Dietary Sources High in Magnesium
Magnesium is a component of the plant protein chlorophyll, making most plant foods a good source of the mineral, according to the NIH Office of Dietary Supplements. Green leafy vegetables, soybeans, peas, nuts and whole grains all contain significant amounts of magnesium, supplying 10 percent or more per serving of the recommended daily value of 400 mg. Refined grains, such as white flour, lose much of their magnesium content when the germ and bran are removed.
Additional Sources
Meat and milk can supply lesser amounts of your daily magnesium requirement, as can raisins, bananas, lentils and non-soy beans. Water is also a source of magnesium, particularly in areas with harder, or more mineral-rich, water. Although most excess magnesium from the diet is excreted, your body does store small amounts of the mineral that become available if your magnesium intake temporarily decreases or fluctuates.
Magnesium Deficiency
The typical U.S. diet normally supplies sufficient magnesium to meet your health requirements. Deficiencies can occur due to medical conditions such as intestinal malabsorption, prolonged diarrhea, recent surgery or medications, including diuretics and some antibiotics, according to MedlinePlus. Early symptoms of magnesium deficiency include fatigue, confusion and muscle twitching. More advanced or prolonged deficiency can result in an irregular heart rhythm, numbness, tingling, muscle cramps and even hallucinations.
Magnesium Supplements
Multiple supplemental forms of magnesium are available that you can take if you are diagnosed with magnesium deficiency and dietary changes alone are not sufficient to address the problem.

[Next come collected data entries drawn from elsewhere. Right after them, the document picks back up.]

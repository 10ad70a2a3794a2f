// Copyright (c) 2025 Steve Wagner (ciroque@live.com)
// SPDX-License-Identifier: MIT

//! Message types for configuration loading and runtime assembly.

use crate::observability::messages::StructuredLog;
use std::fmt::{Display, Formatter};
use tracing::Span;

/// Configuration loaded.
///
/// # Log Level
/// `info!` - Important operational event
///
/// # Example
/// ```
/// use jobscribe::observability::messages::config::ConfigLoaded;
///
/// let msg = ConfigLoaded {
///     source: "jobscribe.yaml",
///     formatter: "logstash",
///     log_level: "info",
///     filtered_param_count: 3,
/// };
///
/// assert_eq!(
///     msg.to_string(),
///     "Loaded config from jobscribe.yaml: formatter=logstash, log_level=info, filtered_params=3"
/// );
/// ```
pub struct ConfigLoaded<'a> {
    pub source: &'a str,
    pub formatter: &'a str,
    pub log_level: &'a str,
    pub filtered_param_count: usize,
}

impl Display for ConfigLoaded<'_> {
    fn fmt(&self, f: &mut Formatter) -> std::fmt::Result {
        write!(
            f,
            "Loaded config from {}: formatter={}, log_level={}, filtered_params={}",
            self.source, self.formatter, self.log_level, self.filtered_param_count
        )
    }
}

impl StructuredLog for ConfigLoaded<'_> {
    fn log(&self) {
        tracing::info!(
            source = self.source,
            formatter = self.formatter,
            log_level = self.log_level,
            filtered_param_count = self.filtered_param_count,
            "{}", self
        );
    }

    fn span(&self, name: &str) -> Span {
        tracing::info_span!(
            "config",
            span_name = name,
            source = self.source,
            formatter = self.formatter,
        )
    }
}

/// The configured formatter is not compiled into this build.
///
/// # Log Level
/// `error!` - Deployment cannot produce log output
///
/// # Example
/// ```
/// use jobscribe::observability::messages::config::FormatterDependencyMissing;
///
/// let msg = FormatterDependencyMissing {
///     formatter: "logstash",
///     remedy: "rebuild with `--features logstash`",
/// };
///
/// assert_eq!(
///     msg.to_string(),
///     "The logstash formatter is not available in this build; rebuild with `--features logstash`"
/// );
/// ```
pub struct FormatterDependencyMissing<'a> {
    pub formatter: &'a str,
    pub remedy: &'a str,
}

impl Display for FormatterDependencyMissing<'_> {
    fn fmt(&self, f: &mut Formatter) -> std::fmt::Result {
        write!(
            f,
            "The {} formatter is not available in this build; {}",
            self.formatter, self.remedy
        )
    }
}

impl StructuredLog for FormatterDependencyMissing<'_> {
    fn log(&self) {
        tracing::error!(formatter = self.formatter, remedy = self.remedy, "{}", self);
    }

    fn span(&self, name: &str) -> Span {
        tracing::error_span!("config", span_name = name, formatter = self.formatter)
    }
}
// Copyright (c) 2025 Steve Wagner (ciroque@live.com)
// SPDX-License-Identifier: MIT

//! Helpers for inspecting and rendering JSON values in log output.

use serde_json::Value;

/// Whether a value counts as set: anything except `null` and `false`.
///
/// # Example
/// ```
/// use jobscribe::utils::is_truthy;
/// use serde_json::json;
///
/// assert!(is_truthy(&json!("")));
/// assert!(is_truthy(&json!(0)));
/// assert!(!is_truthy(&json!(null)));
/// assert!(!is_truthy(&json!(false)));
/// ```
pub fn is_truthy(value: &Value) -> bool {
    !matches!(value, Value::Null | Value::Bool(false))
}

/// Render a float the way it reads in log messages: shortest round-trip
/// digits, with integral values keeping one decimal place (`12.0`, not `12`).
pub fn display_float(value: f64) -> String {
    if value.is_finite() && value.fract() == 0.0 {
        format!("{:.1}", value)
    } else {
        value.to_string()
    }
}

/// Render a value for interpolation into a message.
///
/// Strings are written bare, `null` renders as the empty string and
/// everything else as compact JSON.
pub fn display_value(value: &Value) -> String {
    match value {
        Value::Null => String::new(),
        Value::String(s) => s.clone(),
        Value::Number(n) => match (n.is_f64(), n.as_f64()) {
            (true, Some(f)) => display_float(f),
            _ => n.to_string(),
        },
        other => other.to_string(),
    }
}
// Copyright (c) 2025 Steve Wagner (ciroque@live.com)
// SPDX-License-Identifier: MIT

use crate::sink::Severity;

/// Destination for formatted log lines.
///
/// Writes are fire-and-forget: a sink deals with its own failures.
pub trait LogSink: Send + Sync {
    fn write(&self, severity: Severity, line: &str);
}
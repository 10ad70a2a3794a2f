// Copyright (c) 2025 Steve Wagner (ciroque@live.com)
// SPDX-License-Identifier: MIT

use crate::errors::FormatError;
use crate::record::LogRecord;
use crate::traits::Formatter;

/// Serializes the record as-is into a JSON object.
#[derive(Debug, Default)]
pub struct JsonFormatter;

impl JsonFormatter {
    pub fn new() -> Self {
        Self
    }
}

impl Formatter for JsonFormatter {
    fn format(&self, record: &LogRecord, _kind: &str) -> Result<String, FormatError> {
        Ok(serde_json::to_string(record)?)
    }

    fn name(&self) -> &'static str {
        "json"
    }
}
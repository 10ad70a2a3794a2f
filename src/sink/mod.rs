// Copyright (c) 2025 Steve Wagner (ciroque@live.com)
// SPDX-License-Identifier: MIT

//! Log sinks and the severity they are written at.
//!
//! * [`TracingSink`] - emits each line as a `tracing` event
//! * [`WriterSink`] - writes newline-framed lines to any `io::Write`
//! * [`MemorySink`] - keeps lines in memory

use serde::{Deserialize, Serialize};
use std::fmt;
use std::io::Write;
use std::sync::{Mutex, MutexGuard};

use crate::observability::messages::{sink::SinkWriteFailed, StructuredLog};
use crate::traits::LogSink;

/// Tracing target used by [`TracingSink`].
pub const JOB_LOG_TARGET: &str = "jobscribe::jobs";

/// Severity a formatted line is written at.
#[derive(Debug, Clone, Copy, Default, PartialEq, Eq, PartialOrd, Ord, Hash, Serialize, Deserialize)]
#[serde(rename_all = "snake_case")]
pub enum Severity {
    Trace,
    Debug,
    #[default]
    Info,
    Warn,
    Error,
}

impl Severity {
    pub fn as_str(&self) -> &'static str {
        match self {
            Severity::Trace => "trace",
            Severity::Debug => "debug",
            Severity::Info => "info",
            Severity::Warn => "warn",
            Severity::Error => "error",
        }
    }
}

impl fmt::Display for Severity {
    fn fmt(&self, f: &mut fmt::Formatter<'_>) -> fmt::Result {
        f.write_str(self.as_str())
    }
}

impl From<Severity> for tracing::Level {
    fn from(severity: Severity) -> Self {
        match severity {
            Severity::Trace => tracing::Level::TRACE,
            Severity::Debug => tracing::Level::DEBUG,
            Severity::Info => tracing::Level::INFO,
            Severity::Warn => tracing::Level::WARN,
            Severity::Error => tracing::Level::ERROR,
        }
    }
}

/// Emits lines as `tracing` events under [`JOB_LOG_TARGET`].
#[derive(Debug, Default)]
pub struct TracingSink;

impl TracingSink {
    pub fn new() -> Self {
        Self
    }
}

impl LogSink for TracingSink {
    fn write(&self, severity: Severity, line: &str) {
        match severity {
            Severity::Trace => tracing::trace!(target: JOB_LOG_TARGET, "{}", line),
            Severity::Debug => tracing::debug!(target: JOB_LOG_TARGET, "{}", line),
            Severity::Info => tracing::info!(target: JOB_LOG_TARGET, "{}", line),
            Severity::Warn => tracing::warn!(target: JOB_LOG_TARGET, "{}", line),
            Severity::Error => tracing::error!(target: JOB_LOG_TARGET, "{}", line),
        }
    }
}

/// Writes one line per record to an `io::Write`.
///
/// Lines below `min_severity` are skipped. Write failures are reported
/// through `tracing` and otherwise ignored.
pub struct WriterSink<W: Write + Send> {
    writer: Mutex<W>,
    min_severity: Severity,
}

impl<W: Write + Send> WriterSink<W> {
    pub fn new(writer: W) -> Self {
        Self::with_min_severity(writer, Severity::Trace)
    }

    pub fn with_min_severity(writer: W, min_severity: Severity) -> Self {
        Self {
            writer: Mutex::new(writer),
            min_severity,
        }
    }

    pub fn into_inner(self) -> W {
        self.writer
            .into_inner()
            .unwrap_or_else(|poisoned| poisoned.into_inner())
    }

    fn lock(&self) -> MutexGuard<'_, W> {
        self.writer
            .lock()
            .unwrap_or_else(|poisoned| poisoned.into_inner())
    }
}

impl<W: Write + Send> LogSink for WriterSink<W> {
    fn write(&self, severity: Severity, line: &str) {
        if severity < self.min_severity {
            return;
        }
        let mut writer = self.lock();
        let result = writeln!(writer, "{}", line).and_then(|_| writer.flush());
        if let Err(error) = result {
            SinkWriteFailed {
                sink: "writer",
                error: &error,
            }
            .log();
        }
    }
}

/// Keeps every written line, in order.
#[derive(Debug, Default)]
pub struct MemorySink {
    lines: Mutex<Vec<(Severity, String)>>,
}

impl MemorySink {
    pub fn new() -> Self {
        Self::default()
    }

    /// Lines written so far with their severity.
    pub fn entries(&self) -> Vec<(Severity, String)> {
        self.lock().clone()
    }

    /// Lines written so far.
    pub fn lines(&self) -> Vec<String> {
        self.lock().iter().map(|(_, line)| line.clone()).collect()
    }

    fn lock(&self) -> MutexGuard<'_, Vec<(Severity, String)>> {
        self.lines
            .lock()
            .unwrap_or_else(|poisoned| poisoned.into_inner())
    }
}

impl LogSink for MemorySink {
    fn write(&self, severity: Severity, line: &str) {
        self.lock().push((severity, line.to_string()));
    }
}

#[cfg(test)]
mod tests {
    use super::*;

    #[test]
    fn test_severity_ordering_and_names() {
        assert!(Severity::Debug < Severity::Info);
        assert!(Severity::Warn < Severity::Error);
        assert_eq!(Severity::default(), Severity::Info);
        assert_eq!(Severity::Warn.to_string(), "warn");
        assert_eq!(tracing::Level::from(Severity::Error), tracing::Level::ERROR);
    }

    #[test]
    fn test_writer_sink_frames_lines() {
        let sink = WriterSink::new(Vec::new());
        sink.write(Severity::Info, "first");
        sink.write(Severity::Debug, "second");

        assert_eq!(String::from_utf8(sink.into_inner()).unwrap(), "first\nsecond\n");
    }

    #[test]
    fn test_writer_sink_min_severity() {
        let sink = WriterSink::with_min_severity(Vec::new(), Severity::Warn);
        sink.write(Severity::Info, "skipped");
        sink.write(Severity::Error, "kept");

        assert_eq!(String::from_utf8(sink.into_inner()).unwrap(), "kept\n");
    }

    #[test]
    fn test_writer_sink_swallows_write_errors() {
        struct Broken;
        impl Write for Broken {
            fn write(&mut self, _buf: &[u8]) -> std::io::Result<usize> {
                Err(std::io::Error::new(std::io::ErrorKind::BrokenPipe, "closed"))
            }
            fn flush(&mut self) -> std::io::Result<()> {
                Ok(())
            }
        }

        let sink = WriterSink::new(Broken);
        sink.write(Severity::Info, "lost");
    }

    #[test]
    fn test_memory_sink() {
        let sink = MemorySink::new();
        sink.write(Severity::Warn, "a");
        sink.write(Severity::Info, "b");

        assert_eq!(sink.lines(), vec!["a", "b"]);
        assert_eq!(sink.entries()[0], (Severity::Warn, "a".to_string()));
    }

    #[test]
    fn test_tracing_sink_without_subscriber() {
        TracingSink::new().write(Severity::Info, "{\"job_id\":\"1\"}");
    }
}
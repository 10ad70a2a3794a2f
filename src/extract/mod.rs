// Copyright (c) 2025 Steve Wagner (ciroque@live.com)
// SPDX-License-Identifier: MIT

//! Field extraction from lifecycle events.
//!
//! * `metadata` - job id, queue, class and the redacted argument list
//! * `enrichment` - exception, duration and scheduled-time fields

mod enrichment;
mod metadata;

pub use enrichment::{
    duration, extract_duration, extract_exception, extract_scheduled_at, round_duration,
    scheduled_at, ScheduledAt,
};
pub use metadata::{extract_job_args, extract_metadata};
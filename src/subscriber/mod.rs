// Copyright (c) 2025 Steve Wagner (ciroque@live.com)
// SPDX-License-Identifier: MIT

//! The job subscriber: lifecycle event in, one formatted log line out.
//!
//! Every event goes through the same fixed sequence:
//!
//! 1. base metadata (id, queue, class, redacted arguments)
//! 2. exception, when the event carries one
//! 3. `scheduled_at`, for `enqueue_at` only
//! 4. `duration`, for `perform` only
//! 5. `state`
//! 6. `tags`
//! 7. `message`
//! 8. the pre-format hook
//! 9. the formatter, with kind `"job"`
//! 10. the logger, at the configured severity
//!
//! Later steps may overwrite keys set by earlier ones. A failure in any step
//! is returned to the caller.
//!
//! # Example
//! ```
//! use std::sync::Arc;
//! use jobscribe::config::SubscriberConfig;
//! use jobscribe::event::{EventPayload, JobRef};
//! use jobscribe::formatters::JsonFormatter;
//! use jobscribe::redaction::FilteredFields;
//! use jobscribe::sink::MemorySink;
//! use jobscribe::subscriber::JobSubscriber;
//!
//! let sink = Arc::new(MemorySink::new());
//! let config = SubscriberConfig::new(FilteredFields::default(), Arc::new(JsonFormatter::new()));
//! let subscriber = JobSubscriber::new(config, sink.clone());
//!
//! subscriber
//!     .enqueue(EventPayload::new(JobRef::new("42", "mailers", "SendEmail", vec![])))
//!     .unwrap();
//!
//! assert!(sink.lines()[0].contains("Enqueued SendEmail (Job ID: 42) to mailers"));
//! ```


use serde_json::Value;
use std::sync::Arc;

use crate::config::SubscriberConfig;
use crate::errors::PipelineError;
use crate::event::{EventKind, EventPayload, LifecycleEvent};
use crate::extract::{
    duration, extract_duration, extract_exception, extract_metadata, extract_scheduled_at,
    scheduled_at,
};
use crate::observability::messages::subscriber::{
    EventLineInvalid, JobEventProcessed, JobEventRejected,
};
use crate::observability::messages::StructuredLog;
use crate::record::message::{JobEnqueued, JobEnqueuedAt, JobPerformed, JobPerforming};
use crate::record::{LogRecord, EXCEPTION, MESSAGE, STATE, TAGS, TAG_EXCEPTION, TAG_JOB};
use crate::sink::TracingSink;
use crate::traits::{LogSink, JOB_KIND};
use crate::utils::is_truthy;

/// Turns job lifecycle events into log lines.
///
/// Holds its configuration read-only, so one subscriber can serve events from
/// any number of threads.
pub struct JobSubscriber {
    config: Arc<SubscriberConfig>,
    default_logger: Arc<dyn LogSink>,
}

impl JobSubscriber {
    /// `default_logger` receives lines unless the configuration carries a
    /// logger override.
    pub fn new(config: SubscriberConfig, default_logger: Arc<dyn LogSink>) -> Self {
        Self {
            config: Arc::new(config),
            default_logger,
        }
    }

    /// Subscriber whose default logger is a [`TracingSink`].
    pub fn with_tracing(config: SubscriberConfig) -> Self {
        Self::new(config, Arc::new(TracingSink::new()))
    }

    pub fn config(&self) -> &SubscriberConfig {
        &self.config
    }

    /// The logger lines go to: the configured override, else the default.
    pub fn logger(&self) -> &dyn LogSink {
        match self.config.logger() {
            Some(logger) => logger.as_ref(),
            None => self.default_logger.as_ref(),
        }
    }

    pub fn enqueue(&self, payload: EventPayload) -> Result<String, PipelineError> {
        self.handle(LifecycleEvent::new(EventKind::Enqueue, payload))
    }

    pub fn enqueue_at(&self, payload: EventPayload) -> Result<String, PipelineError> {
        self.handle(LifecycleEvent::new(EventKind::EnqueueAt, payload))
    }

    pub fn perform_start(&self, payload: EventPayload) -> Result<String, PipelineError> {
        self.handle(LifecycleEvent::new(EventKind::PerformStart, payload))
    }

    pub fn perform(&self, payload: EventPayload) -> Result<String, PipelineError> {
        self.handle(LifecycleEvent::new(EventKind::Perform, payload))
    }

    /// Decode one JSON-encoded [`LifecycleEvent`] and [`handle`](Self::handle) it.
    ///
    /// A line that does not decode is logged and returned as
    /// [`PipelineError::InvalidEvent`], like any other rejection.
    pub fn handle_json(&self, line: &str) -> Result<String, PipelineError> {
        let event: LifecycleEvent = serde_json::from_str(line).map_err(|error| {
            EventLineInvalid { line, error: &error }.log();
            PipelineError::InvalidEvent(error)
        })?;
        self.handle(event)
    }

    /// Process one event: build its record, format it and write it to the
    /// logger. Returns the line that was written.
    ///
    /// The event's arguments are redacted in place along the way.
    pub fn handle(&self, mut event: LifecycleEvent) -> Result<String, PipelineError> {
        let kind = event.kind;
        let result = self
            .build_record(&mut event)
            .and_then(|record| {
                self.config
                    .formatter()
                    .format(&record, JOB_KIND)
                    .map_err(PipelineError::from)
            });

        let line = match result {
            Ok(line) => line,
            Err(error) => {
                JobEventRejected {
                    state: kind.as_str(),
                    job_class: &event.job().class_name,
                    error: &error,
                }
                .log();
                return Err(error);
            }
        };

        self.logger().write(self.config.log_level(), &line);

        JobEventProcessed {
            state: kind.as_str(),
            job_id: event.job().job_id.as_deref().unwrap_or_default(),
            formatter: self.config.formatter().name(),
        }
        .log();

        Ok(line)
    }

    /// Assemble the record for `event` and run the pre-format hook on it.
    pub fn build_record(&self, event: &mut LifecycleEvent) -> Result<LogRecord, PipelineError> {
        let mut record = extract_metadata(event, self.config.filtered_fields());
        record.merge(extract_exception(event));
        if event.kind == EventKind::EnqueueAt {
            record.merge(extract_scheduled_at(event)?);
        }
        if event.kind == EventKind::Perform {
            record.merge(extract_duration(event)?);
        }

        record.insert(STATE, event.kind.as_str());
        record.insert(TAGS, tags(&record));
        record.insert(MESSAGE, job_message(event)?);

        Ok(self.config.before_format(record, &event.payload))
    }
}

fn tags(record: &LogRecord) -> Value {
    let mut tags = vec![TAG_JOB];
    if record.get(EXCEPTION).is_some_and(is_truthy) {
        tags.push(TAG_EXCEPTION);
    }
    Value::from(tags)
}

fn job_message(event: &LifecycleEvent) -> Result<String, PipelineError> {
    let job = event.job();
    let job_class = job.class_name.as_str();
    let job_id = job.job_id.as_deref().unwrap_or_default();
    let queue_name = job.queue_name.as_deref().unwrap_or_default();

    let message = match event.kind {
        EventKind::Enqueue => JobEnqueued {
            job_class,
            job_id,
            queue_name,
        }
        .to_string(),
        EventKind::EnqueueAt => JobEnqueuedAt {
            job_class,
            job_id,
            queue_name,
            scheduled_at: &scheduled_at(event)?.to_string(),
        }
        .to_string(),
        EventKind::PerformStart => JobPerforming {
            job_class,
            job_id,
            queue_name,
        }
        .to_string(),
        EventKind::Perform => JobPerformed {
            job_class,
            job_id,
            queue_name,
            duration_ms: duration(event)?,
        }
        .to_string(),
    };
    Ok(message)
}
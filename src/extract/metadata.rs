// Copyright (c) 2025 Steve Wagner (ciroque@live.com)
// SPDX-License-Identifier: MIT

use serde_json::Value;

use crate::event::{JobArgument, LifecycleEvent};
use crate::record::{LogRecord, JOB_ARGS, JOB_CLASS, JOB_ID, QUEUE_NAME};
use crate::redaction::{redact, FilteredFields};

/// Base record fields for an event: `job_id`, `queue_name`, `job_class` and
/// `job_args`.
///
/// Redacts the job's arguments in place as a side effect. A job without an id
/// or queue yields `null` for that field.
pub fn extract_metadata(event: &mut LifecycleEvent, fields: &FilteredFields) -> LogRecord {
    let job = &mut event.payload.job;
    let job_args = extract_job_args(&mut job.arguments, fields);

    let mut record = LogRecord::new();
    record.insert(JOB_ID, job.job_id.clone());
    record.insert(QUEUE_NAME, job.queue_name.clone());
    record.insert(JOB_CLASS, job.class_name.clone());
    record.insert(JOB_ARGS, Value::Array(job_args));
    record
}

/// Redact `arguments` and map each one to its logged form: the global id for
/// identified arguments, the (redacted) value otherwise. Null arguments are
/// dropped.
pub fn extract_job_args(arguments: &mut [JobArgument], fields: &FilteredFields) -> Vec<Value> {
    redact(arguments, fields);
    arguments.iter().filter_map(JobArgument::log_value).collect()
}
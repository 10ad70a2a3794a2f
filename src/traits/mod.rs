// Copyright (c) 2025 Steve Wagner (ciroque@live.com)
// SPDX-License-Identifier: MIT

pub mod formatter;
pub mod sink;

pub use formatter::{Formatter, CONTROLLER_KIND, JOB_KIND};
pub use sink::LogSink;
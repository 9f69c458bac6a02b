//! Bottom-spectrum extraction from the alignment matrix.

use log::debug;
use ndarray::{s, Array2};
use ndarray_linalg::{Eigh, UPLO};

use crate::error::{LtsaError, LtsaResult};

/// Returns the eigenvectors of the `n_components` smallest non-trivial
/// eigenvalues of a symmetric matrix, as an n×`n_components` matrix with
/// orthonormal columns ordered by ascending eigenvalue.
///
/// Eigenvalues whose magnitude is at most `tolerance` times the spectral
/// norm belong to the trivial/degenerate subspace and are skipped. At
/// least one eigenvector is always skipped: the constant direction sits
/// in the alignment matrix's null space by construction and carries no
/// geometric information, whether or not it clears the tolerance
/// numerically. Fails with [`LtsaError::InsufficientSpectrum`] when fewer
/// than `n_components` eigenvectors remain.
pub fn smallest_nontrivial_eigenvectors(
    matrix: &Array2<f64>,
    n_components: usize,
    tolerance: f64,
) -> LtsaResult<Array2<f64>> {
    let (eigenvalues, eigenvectors) = matrix
        .eigh(UPLO::Upper)
        .map_err(|e| LtsaError::Linalg(format!("eigendecomposition of alignment matrix failed: {e}")))?;

    // LAPACK returns eigenvalues in ascending order; the trivial subspace
    // occupies the bottom of the spectrum.
    let n = eigenvalues.len();
    let spectral_norm = eigenvalues
        .iter()
        .fold(0.0_f64, |acc, &value| acc.max(value.abs()));
    let threshold = spectral_norm * tolerance;
    let n_trivial = eigenvalues
        .iter()
        .take_while(|&&value| value.abs() <= threshold)
        .count()
        .max(1);
    debug!(
        "Skipping {} trivial eigenvalues (threshold {:.3e}, spectral norm {:.3e}).",
        n_trivial, threshold, spectral_norm
    );

    if n_trivial + n_components > n {
        return Err(LtsaError::InsufficientSpectrum {
            available: n - n_trivial,
            requested: n_components,
        });
    }

    Ok(eigenvectors
        .slice(s![.., n_trivial..n_trivial + n_components])
        .to_owned())
}
// Local tangent space alignment (LTSA)

#![doc = include_str!("../README.md")]

pub mod alignment;
pub mod error;
pub mod neighbors;
pub mod spectral;
pub mod tangent;

mod ltsa;

pub use error::{LtsaError, LtsaResult};
pub use ltsa::{Embedding, LocalTangentSpaceAlignment, LtsaConfig};
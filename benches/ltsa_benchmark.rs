use criterion::{criterion_group, criterion_main, BenchmarkId, Criterion, Throughput};
use ltsa::LocalTangentSpaceAlignment;
use ndarray::{Array, Array2};
use ndarray_rand::rand_distr::Uniform;
use ndarray_rand::RandomExt;

fn generate_data(n_samples: usize, n_features: usize) -> Array2<f64> {
    Array::random((n_samples, n_features), Uniform::new(0., 10.))
}

fn bench_ltsa_fit(c: &mut Criterion) {
    let mut group = c.benchmark_group("LTSA_fit");

    for &(n_samples, n_features, n_neighbors) in
        [(200, 5, 12), (400, 5, 12), (200, 20, 15)].iter()
    {
        let data = generate_data(n_samples, n_features);
        group.throughput(Throughput::Elements((n_samples * n_features) as u64));
        group.bench_with_input(
            BenchmarkId::new("fit", format!("{}x{}", n_samples, n_features)),
            &data,
            |b, data_matrix| {
                b.iter_with_setup(
                    || LocalTangentSpaceAlignment::new(2, n_neighbors),
                    |mut model| model.fit(data_matrix).unwrap(),
                );
            },
        );
    }
    group.finish();
}

fn bench_ltsa_transform(c: &mut Criterion) {
    let mut group = c.benchmark_group("LTSA_transform");

    let data = generate_data(400, 5);
    let queries = generate_data(100, 5);
    let mut model = LocalTangentSpaceAlignment::new(2, 12);
    model.fit(&data).unwrap();

    group.throughput(Throughput::Elements(queries.nrows() as u64));
    group.bench_with_input(
        BenchmarkId::new("transform", "100x5"),
        &queries,
        |b, query_matrix| {
            b.iter(|| model.transform(query_matrix).unwrap());
        },
    );
    group.finish();
}

criterion_group!(benches, bench_ltsa_fit, bench_ltsa_transform);
criterion_main!(benches);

Taking a B-complex vitamin with magnesium supplements may also help, as vitamin B6 is involved in the cellular uptake of magnesium. Before starting any magnesium supplements, particularly if you have a history of heart or kidney disease, check with your health care provider about possible side effects or other drug interactions. Also check with your health care provider before giving magnesium supplements to children.